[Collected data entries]
● ● ● ● ● ● ●

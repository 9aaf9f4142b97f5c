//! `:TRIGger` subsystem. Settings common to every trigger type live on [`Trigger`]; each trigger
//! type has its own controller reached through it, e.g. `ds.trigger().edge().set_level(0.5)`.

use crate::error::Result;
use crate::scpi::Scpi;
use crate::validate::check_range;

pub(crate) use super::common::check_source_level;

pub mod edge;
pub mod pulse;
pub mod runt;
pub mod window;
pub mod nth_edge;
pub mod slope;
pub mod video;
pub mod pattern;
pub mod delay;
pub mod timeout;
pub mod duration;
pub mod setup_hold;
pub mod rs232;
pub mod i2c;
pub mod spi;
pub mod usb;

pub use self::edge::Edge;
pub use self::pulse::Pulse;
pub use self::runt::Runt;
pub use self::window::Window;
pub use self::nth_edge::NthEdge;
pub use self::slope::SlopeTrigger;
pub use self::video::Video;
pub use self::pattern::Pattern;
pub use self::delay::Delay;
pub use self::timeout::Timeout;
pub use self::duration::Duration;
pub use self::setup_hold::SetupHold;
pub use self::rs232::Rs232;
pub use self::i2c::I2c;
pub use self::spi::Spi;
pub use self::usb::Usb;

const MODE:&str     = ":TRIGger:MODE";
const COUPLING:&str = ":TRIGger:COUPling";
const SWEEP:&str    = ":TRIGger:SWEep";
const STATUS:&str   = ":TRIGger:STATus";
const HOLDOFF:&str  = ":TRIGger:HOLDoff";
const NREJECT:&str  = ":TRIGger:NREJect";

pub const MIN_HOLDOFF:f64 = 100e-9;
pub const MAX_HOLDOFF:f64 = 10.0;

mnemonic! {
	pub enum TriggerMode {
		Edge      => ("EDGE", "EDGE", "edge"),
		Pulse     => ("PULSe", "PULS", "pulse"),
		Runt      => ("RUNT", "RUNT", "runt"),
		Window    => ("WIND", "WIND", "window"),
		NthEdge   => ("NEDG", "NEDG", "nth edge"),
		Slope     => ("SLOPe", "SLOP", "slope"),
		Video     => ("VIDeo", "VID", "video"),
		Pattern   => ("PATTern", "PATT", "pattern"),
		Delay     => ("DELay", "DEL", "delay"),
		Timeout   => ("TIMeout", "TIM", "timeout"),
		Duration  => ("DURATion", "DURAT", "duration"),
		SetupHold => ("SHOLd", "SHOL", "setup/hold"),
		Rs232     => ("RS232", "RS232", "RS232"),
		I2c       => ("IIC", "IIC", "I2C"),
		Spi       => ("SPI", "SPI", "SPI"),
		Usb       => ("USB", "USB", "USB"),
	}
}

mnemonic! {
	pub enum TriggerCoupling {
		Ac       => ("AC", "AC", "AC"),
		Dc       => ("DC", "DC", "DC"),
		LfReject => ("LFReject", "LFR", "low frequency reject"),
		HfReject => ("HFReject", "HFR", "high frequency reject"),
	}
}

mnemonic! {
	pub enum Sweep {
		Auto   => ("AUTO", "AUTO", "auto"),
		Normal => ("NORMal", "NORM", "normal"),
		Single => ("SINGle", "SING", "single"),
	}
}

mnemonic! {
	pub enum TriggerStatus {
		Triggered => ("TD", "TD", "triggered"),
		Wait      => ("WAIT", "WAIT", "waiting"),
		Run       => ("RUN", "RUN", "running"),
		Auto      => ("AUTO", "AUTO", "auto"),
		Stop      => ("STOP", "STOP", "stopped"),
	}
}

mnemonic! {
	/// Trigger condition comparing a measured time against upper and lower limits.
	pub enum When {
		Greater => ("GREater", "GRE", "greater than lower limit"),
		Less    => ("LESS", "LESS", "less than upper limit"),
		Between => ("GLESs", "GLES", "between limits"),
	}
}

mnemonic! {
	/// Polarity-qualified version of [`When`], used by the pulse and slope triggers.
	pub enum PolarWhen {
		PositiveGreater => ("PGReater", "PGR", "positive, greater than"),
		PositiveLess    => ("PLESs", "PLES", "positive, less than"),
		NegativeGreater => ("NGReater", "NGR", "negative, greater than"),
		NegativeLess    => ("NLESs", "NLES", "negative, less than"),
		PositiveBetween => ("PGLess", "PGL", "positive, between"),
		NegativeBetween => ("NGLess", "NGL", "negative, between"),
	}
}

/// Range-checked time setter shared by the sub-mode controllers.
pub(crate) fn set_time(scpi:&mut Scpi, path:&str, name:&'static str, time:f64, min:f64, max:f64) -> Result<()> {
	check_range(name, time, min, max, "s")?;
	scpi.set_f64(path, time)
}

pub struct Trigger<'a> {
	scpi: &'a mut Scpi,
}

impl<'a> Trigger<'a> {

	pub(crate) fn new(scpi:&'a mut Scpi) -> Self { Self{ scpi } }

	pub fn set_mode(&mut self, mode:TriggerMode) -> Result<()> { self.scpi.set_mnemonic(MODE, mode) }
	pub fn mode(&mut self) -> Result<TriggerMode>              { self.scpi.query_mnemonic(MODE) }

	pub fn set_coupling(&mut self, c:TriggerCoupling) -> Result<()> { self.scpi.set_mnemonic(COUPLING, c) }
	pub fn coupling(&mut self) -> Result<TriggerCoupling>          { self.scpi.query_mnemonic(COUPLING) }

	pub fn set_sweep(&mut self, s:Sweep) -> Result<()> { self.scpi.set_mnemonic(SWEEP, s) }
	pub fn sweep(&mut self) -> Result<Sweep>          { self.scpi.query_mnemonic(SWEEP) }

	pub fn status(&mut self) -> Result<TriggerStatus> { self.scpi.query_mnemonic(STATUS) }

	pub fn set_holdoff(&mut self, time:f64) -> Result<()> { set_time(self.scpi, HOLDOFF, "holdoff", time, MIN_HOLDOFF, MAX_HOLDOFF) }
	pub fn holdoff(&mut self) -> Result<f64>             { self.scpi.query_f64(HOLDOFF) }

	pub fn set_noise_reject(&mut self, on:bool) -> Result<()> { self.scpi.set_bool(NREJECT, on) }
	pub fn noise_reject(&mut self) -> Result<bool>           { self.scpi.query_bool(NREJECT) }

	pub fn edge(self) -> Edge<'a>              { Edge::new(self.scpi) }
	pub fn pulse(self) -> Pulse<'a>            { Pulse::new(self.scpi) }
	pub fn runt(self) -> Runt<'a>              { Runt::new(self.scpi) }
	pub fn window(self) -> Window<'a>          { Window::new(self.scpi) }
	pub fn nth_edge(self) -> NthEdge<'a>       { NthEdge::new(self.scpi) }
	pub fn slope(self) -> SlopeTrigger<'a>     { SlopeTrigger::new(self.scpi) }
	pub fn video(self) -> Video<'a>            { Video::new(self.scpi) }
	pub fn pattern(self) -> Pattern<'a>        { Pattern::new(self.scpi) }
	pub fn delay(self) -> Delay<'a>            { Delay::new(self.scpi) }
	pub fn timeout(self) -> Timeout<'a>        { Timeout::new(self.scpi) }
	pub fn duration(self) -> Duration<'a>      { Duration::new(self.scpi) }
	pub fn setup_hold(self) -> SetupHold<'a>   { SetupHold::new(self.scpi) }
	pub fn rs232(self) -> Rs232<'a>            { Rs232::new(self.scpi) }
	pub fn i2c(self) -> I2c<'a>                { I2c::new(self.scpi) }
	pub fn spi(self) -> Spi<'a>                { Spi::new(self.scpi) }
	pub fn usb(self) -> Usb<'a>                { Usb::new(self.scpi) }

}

● ● ● ● ● ● ●

[Prompt] What you return should be the lines from the beginning of the records through the one that contains "pub use self::pulse::Pulse;", repeated exactly and with no additions.

[Reply]
repository 9aaf9f4142b97f5c
//! `:TRIGger` subsystem. Settings common to every trigger type live on [`Trigger`]; each trigger
//! type has its own controller reached through it, e.g. `ds.trigger().edge().set_level(0.5)`.

use crate::error::Result;
use crate::scpi::Scpi;
use crate::validate::check_range;

pub(crate) use super::common::check_source_level;

pub mod edge;
pub mod pulse;
pub mod runt;
pub mod window;
pub mod nth_edge;
pub mod slope;
pub mod video;
pub mod pattern;
pub mod delay;
pub mod timeout;
pub mod duration;
pub mod setup_hold;
pub mod rs232;
pub mod i2c;
pub mod spi;
pub mod usb;

pub use self::edge::Edge;
pub use self::pulse::Pulse;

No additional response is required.